Jack (a name we will use) is a contractor, which in our country means someone who has access to a lot of machinery and knowhow, and who does work for other people. Jack was suffering terrible and immobilising back pain. He was accepting fewer contracts because he couldn' t cope with some of the work, and his income was falling, which was bad news for his family. On one occasion he asked two of his men to lift him into a mechanical digger in the morning and out of it in the evening.

Jack then visited an orthopaedic surgeon, who ordered a CT scan which revealed that two lower vertebral discs had ruptured, sending sinovial fluid into the spinal column. It was a real mess. The only solution was a spinal fusion, which would immobilise the area, but might later just reflect the problem up the spine again.

Then a friend suggested he go with him to a healing meeting. Jack went, though not very hopefully. To cut a long story short, he went forward to the stage on invitation and duly submitted to the usual hocus pocus. Nothing happened. When he returned to his seat high in the auditorium, he found himself running up the stairs! He had been freed from the immobilising pain.

In due course he returned to his specialist who ordered another scan. It showed no damage to his discs. "I can't explain this," said the specialist. The specialist, by the way, was a Christian. Nevertheless he was a scientist and would not let his prejudices get in the way, especially with the two-scan evidence.

That was all many months ago. Now all Jack can say to people is, "Do you know what happened to me?" And that was how I got to hear his story, related in a private conversation at a church lunch.

Some sceptical church members, however, wouldn't countenance this event as a healing. Despite the before-and-after medical evidence and the principle in Leviticus 13, they maintained, "Miracles are not for today." They, as New Zealand Christians, had previously been chided by native pastors from overseas for not having faith. In their country, they said, people were being raised from the dead. No resuscitations, like Lazarus, were acceptable to this couple because of Hebrews 9:27: "...it is appointed for man to die once..."

I asked if they thought Mark 16:9-20 should be in the Bible? Yes. So I noted that there the disciples of Christ were to undertake healing.

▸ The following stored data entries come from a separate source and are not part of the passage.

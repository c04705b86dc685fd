// Copyright (c) 2025 Steve Wagner (ciroque@live.com)
// SPDX-License-Identifier: MIT

//! Errors returned by `Processor::process`.

use std::fmt;
use std::io;

use thiserror::Error;

/// Why a record declined to run its attempt loop
#[derive(Debug, Clone, Copy, PartialEq, Eq)]
pub enum ValidationReason {
    /// The readiness flag was false
    NotReady,
    /// The input was an empty string
    EmptyInput,
    /// The attempt count was configured as zero
    NoAttempts,
}

impl fmt::Display for ValidationReason {
    fn fmt(&self, f: &mut fmt::Formatter<'_>) -> fmt::Result {
        match self {
            ValidationReason::NotReady => write!(f, "processor is not ready"),
            ValidationReason::EmptyInput => write!(f, "input is empty"),
            ValidationReason::NoAttempts => write!(f, "max_attempts must be at least 1"),
        }
    }
}

/// Errors that can occur while processing an input
#[derive(Debug, Error)]
pub enum ProcessError {
    /// Validation rejected the input before any attempt ran
    #[error("validation failed for '{label}': {reason}")]
    ValidationFailure {
        label: String,
        reason: ValidationReason,
    },

    /// A progress notification could not be delivered during an attempt
    #[error("attempt {attempt} of {max_attempts} failed: {source}")]
    AttemptFailed {
        attempt: u32,
        max_attempts: u32,
        #[source]
        source: io::Error,
    },

    /// The final status notification could not be delivered
    #[error("failed to deliver completion notification: {source}")]
    NotificationFailed {
        #[source]
        source: io::Error,
    },
}

impl ProcessError {
    /// The validation reason, if this is a validation failure.
    pub fn validation_reason(&self) -> Option<ValidationReason> {
        match self {
            ProcessError::ValidationFailure { reason, .. } => Some(*reason),
            _ => None,
        }
    }
}
// Copyright (c) 2025 Steve Wagner (ciroque@live.com)
// SPDX-License-Identifier: MIT

use crate::config::consts::{DEFAULT_ATTEMPT_DELAY_SECONDS, DEFAULT_MAX_ATTEMPTS};
use crate::errors::ConfigError;
use crate::observability::messages::{config::ConfigLoaded, StructuredLog};
use serde::{Deserialize, Deserializer};
use std::fs;
use std::path::Path;
use std::time::Duration;

/// Top-level configuration for record processing.
///
/// Every field is optional; a missing section or an empty file yields the
/// built-in defaults.
///
/// # Example
/// ```yaml
/// processing:
///   ready: true
///   max_attempts: 3
///   attempt_delay_seconds: 30
/// ```
#[derive(Debug, Clone, Default, PartialEq, Deserialize)]
pub struct Config {
    #[serde(default)]
    pub processing: ProcessingOptions,
}

impl Config {
    /// Check that the configuration holds values the processor can run with.
    pub fn validate(&self) -> Result<(), ConfigError> {
        if self.processing.max_attempts == 0 {
            return Err(ConfigError::Invalid(
                "processing.max_attempts must be at least 1".to_string(),
            ));
        }
        Ok(())
    }
}

/// Options controlling `Record::process`.
///
/// # Fields
/// * `ready` - Readiness flag; when false, `process` rejects every input
/// * `max_attempts` - Number of iterations of the attempt loop (defaults to 3)
/// * `attempt_delay` - Wait after each iteration (defaults to 30 seconds),
///   read from `attempt_delay_seconds`
#[derive(Debug, Clone, PartialEq, Deserialize)]
#[serde(default)]
pub struct ProcessingOptions {
    pub ready: bool,
    pub max_attempts: u32,
    #[serde(rename = "attempt_delay_seconds", deserialize_with = "deserialize_seconds")]
    pub attempt_delay: Duration,
}

impl Default for ProcessingOptions {
    fn default() -> Self {
        Self {
            ready: true,
            max_attempts: DEFAULT_MAX_ATTEMPTS,
            attempt_delay: Duration::from_secs(DEFAULT_ATTEMPT_DELAY_SECONDS),
        }
    }
}

impl ProcessingOptions {
    /// Same options with a different readiness flag.
    pub fn with_ready(mut self, ready: bool) -> Self {
        self.ready = ready;
        self
    }

    /// Same options with a different attempt count.
    pub fn with_max_attempts(mut self, max_attempts: u32) -> Self {
        self.max_attempts = max_attempts;
        self
    }

    /// Same options with a different wait after each attempt.
    pub fn with_attempt_delay(mut self, attempt_delay: Duration) -> Self {
        self.attempt_delay = attempt_delay;
        self
    }
}

fn deserialize_seconds<'de, D>(deserializer: D) -> Result<Duration, D::Error>
where
    D: Deserializer<'de>,
{
    u64::deserialize(deserializer).map(Duration::from_secs)
}

/// Load a config from a YAML file
pub fn load_config<P: AsRef<Path>>(path: P) -> Result<Config, ConfigError> {
    let path = path.as_ref();
    let content = fs::read_to_string(path).map_err(|source| ConfigError::Io {
        path: path.to_path_buf(),
        source,
    })?;

    // serde_yaml rejects an empty document for a struct
    if content.trim().is_empty() {
        return Ok(Config::default());
    }

    let cfg: Config = serde_yaml::from_str(&content)?;
    Ok(cfg)
}

/// Load and validate a config from a YAML file
pub fn load_and_validate_config<P: AsRef<Path>>(path: P) -> Result<Config, ConfigError> {
    let path = path.as_ref();
    let cfg = load_config(path)?;
    cfg.validate()?;

    ConfigLoaded {
        path,
        ready: cfg.processing.ready,
        max_attempts: cfg.processing.max_attempts,
        attempt_delay: cfg.processing.attempt_delay,
    }
    .log();

    Ok(cfg)
}
use async_trait::async_trait;

use crate::errors::ProcessError;

/// Capability shared by anything that can identify itself and process text input.
///
/// Callers depend on this trait rather than on [`Record`](crate::record::Record)
/// so other implementations can stand in for it.
#[async_trait]
pub trait Processor: Send + Sync {
    /// Current identity of the processor. Pure.
    fn identity(&self) -> String;

    /// Validate `input` and run the processing work over it.
    ///
    /// Returns `ProcessError::ValidationFailure` when the input is rejected
    /// before any work starts, or another variant when work fails part way.
    async fn process(&self, input: &str) -> Result<(), ProcessError>;
}
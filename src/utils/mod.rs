pub mod sequence;
pub mod value;

pub use sequence::first_or_zero;
pub use value::SampleValue;
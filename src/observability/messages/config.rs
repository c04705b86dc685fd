// Copyright (c) 2025 Steve Wagner (ciroque@live.com)
// SPDX-License-Identifier: MIT

//! Message types for configuration loading.

use std::fmt::{Display, Formatter};
use std::path::Path;
use std::time::Duration;

use tracing::Span;

use crate::observability::messages::StructuredLog;

/// A configuration file was loaded and validated.
///
/// # Log Level
/// `info!` - Important operational event
///
/// # Example
/// ```
/// use record_processor::observability::messages::config::ConfigLoaded;
/// use std::path::Path;
/// use std::time::Duration;
///
/// let msg = ConfigLoaded {
///     path: Path::new("processing.yaml"),
///     ready: true,
///     max_attempts: 3,
///     attempt_delay: Duration::from_secs(30),
/// };
///
/// assert_eq!(
///     msg.to_string(),
///     "Loaded config 'processing.yaml': ready=true, max_attempts=3, attempt_delay=30s"
/// );
/// ```
pub struct ConfigLoaded<'a> {
    pub path: &'a Path,
    pub ready: bool,
    pub max_attempts: u32,
    pub attempt_delay: Duration,
}

impl Display for ConfigLoaded<'_> {
    fn fmt(&self, f: &mut Formatter) -> std::fmt::Result {
        write!(
            f,
            "Loaded config '{}': ready={}, max_attempts={}, attempt_delay={:?}",
            self.path.display(),
            self.ready,
            self.max_attempts,
            self.attempt_delay
        )
    }
}

impl StructuredLog for ConfigLoaded<'_> {
    fn log(&self) {
        tracing::info!(
            path = %self.path.display(),
            ready = self.ready,
            max_attempts = self.max_attempts,
            attempt_delay_ms = self.attempt_delay.as_millis() as u64,
            "{}", self
        );
    }

    fn span(&self, name: &str) -> Span {
        tracing::info_span!(
            "config_loaded",
            span_name = name,
            path = %self.path.display(),
        )
    }
}
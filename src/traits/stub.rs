// Copyright (c) 2025 Steve Wagner (ciroque@live.com)
// SPDX-License-Identifier: MIT

//! Stand-in sleepers and sinks for tests.
//!
//! Only compiled for `cfg(test)`; not available in production builds.

use std::io;
use std::sync::atomic::{AtomicUsize, Ordering};
use std::sync::{Mutex, PoisonError};
use std::time::Duration;

use async_trait::async_trait;

use crate::traits::{ProgressEvent, ProgressSink, Sleeper};

/// A sleeper that returns immediately
#[derive(Debug, Clone, Copy, Default)]
pub struct NoopSleeper;

#[async_trait]
impl Sleeper for NoopSleeper {
    async fn sleep(&self, _duration: Duration) {}
}

/// One observed step of a processing run
#[derive(Debug, Clone, PartialEq, Eq)]
pub enum TimelineEntry {
    Emitted(ProgressEvent),
    Slept(Duration),
}

/// Records emissions and sleeps in the order they happen, without waiting.
///
/// Share one recorder (behind an `Arc`) as both the sleeper and the sink of a
/// record to check how attempts and delays interleave.
#[derive(Debug, Default)]
pub struct TimelineRecorder {
    entries: Mutex<Vec<TimelineEntry>>,
}

impl TimelineRecorder {
    pub fn new() -> Self {
        Self::default()
    }

    /// Snapshot of everything recorded so far
    pub fn entries(&self) -> Vec<TimelineEntry> {
        self.entries
            .lock()
            .unwrap_or_else(PoisonError::into_inner)
            .clone()
    }

    /// Only the emitted events, in order
    pub fn events(&self) -> Vec<ProgressEvent> {
        self.entries()
            .into_iter()
            .filter_map(|entry| match entry {
                TimelineEntry::Emitted(event) => Some(event),
                TimelineEntry::Slept(_) => None,
            })
            .collect()
    }

    /// Only the sleep durations, in order
    pub fn sleeps(&self) -> Vec<Duration> {
        self.entries()
            .into_iter()
            .filter_map(|entry| match entry {
                TimelineEntry::Slept(duration) => Some(duration),
                TimelineEntry::Emitted(_) => None,
            })
            .collect()
    }

    fn push(&self, entry: TimelineEntry) {
        self.entries
            .lock()
            .unwrap_or_else(PoisonError::into_inner)
            .push(entry);
    }
}

#[async_trait]
impl Sleeper for TimelineRecorder {
    async fn sleep(&self, duration: Duration) {
        self.push(TimelineEntry::Slept(duration));
    }
}

impl ProgressSink for TimelineRecorder {
    fn emit(&self, event: &ProgressEvent) -> io::Result<()> {
        self.push(TimelineEntry::Emitted(event.clone()));
        Ok(())
    }
}

/// A sink that accepts the first `succeed_count` emissions and fails every one after
#[derive(Debug)]
pub struct FailingProgressSink {
    succeed_count: usize,
    emitted: AtomicUsize,
}

impl FailingProgressSink {
    pub fn new(succeed_count: usize) -> Self {
        Self {
            succeed_count,
            emitted: AtomicUsize::new(0),
        }
    }

    /// Number of emissions attempted so far, successful or not
    pub fn emitted(&self) -> usize {
        self.emitted.load(Ordering::SeqCst)
    }
}

impl ProgressSink for FailingProgressSink {
    fn emit(&self, _event: &ProgressEvent) -> io::Result<()> {
        let previous = self.emitted.fetch_add(1, Ordering::SeqCst);
        if previous < self.succeed_count {
            Ok(())
        } else {
            Err(io::Error::new(
                io::ErrorKind::BrokenPipe,
                "simulated progress sink failure",
            ))
        }
    }
}
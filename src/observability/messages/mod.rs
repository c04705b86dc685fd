// Copyright (c) 2025 Steve Wagner (ciroque@live.com)
// SPDX-License-Identifier: MIT

//! Centralized message types for structured logging.
//!
//! # Organization
//!
//! * `processor` - record processing lifecycle (start, attempts, completion, failure)
//! * `config` - configuration loading
//!
//! # Usage Pattern
//!
//! ```rust
//! use record_processor::observability::messages::processor::ProcessingStarted;
//! use record_processor::observability::messages::StructuredLog;
//!
//! let msg = ProcessingStarted {
//!     label: "example",
//!     input_size: 4,
//!     doubled_counter: 0,
//! };
//!
//! let span = msg.span("record_processing");
//! let _guard = span.enter();
//! msg.log();
//! ```

use std::fmt::Display;

use tracing::Span;

pub mod config;
pub mod processor;

/// A log message that knows its own level and structured fields.
pub trait StructuredLog: Display {
    /// Emit this message at its level with its fields attached.
    fn log(&self);

    /// Build a span carrying this message's fields.
    fn span(&self, name: &str) -> Span;
}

Weren't they putting God in a box?

Later, I thought again of the list of spiritual workers in 1 Corinthians 12:29, which includes healers and workers of miracles. If miracles are not for today, why is Paul writing to the church about miracle workers in the mandatory New Testament?

Jack's story, I am told, is all over the town. I hope he has identified the Lord Jesus Christ as the worker of his miracle.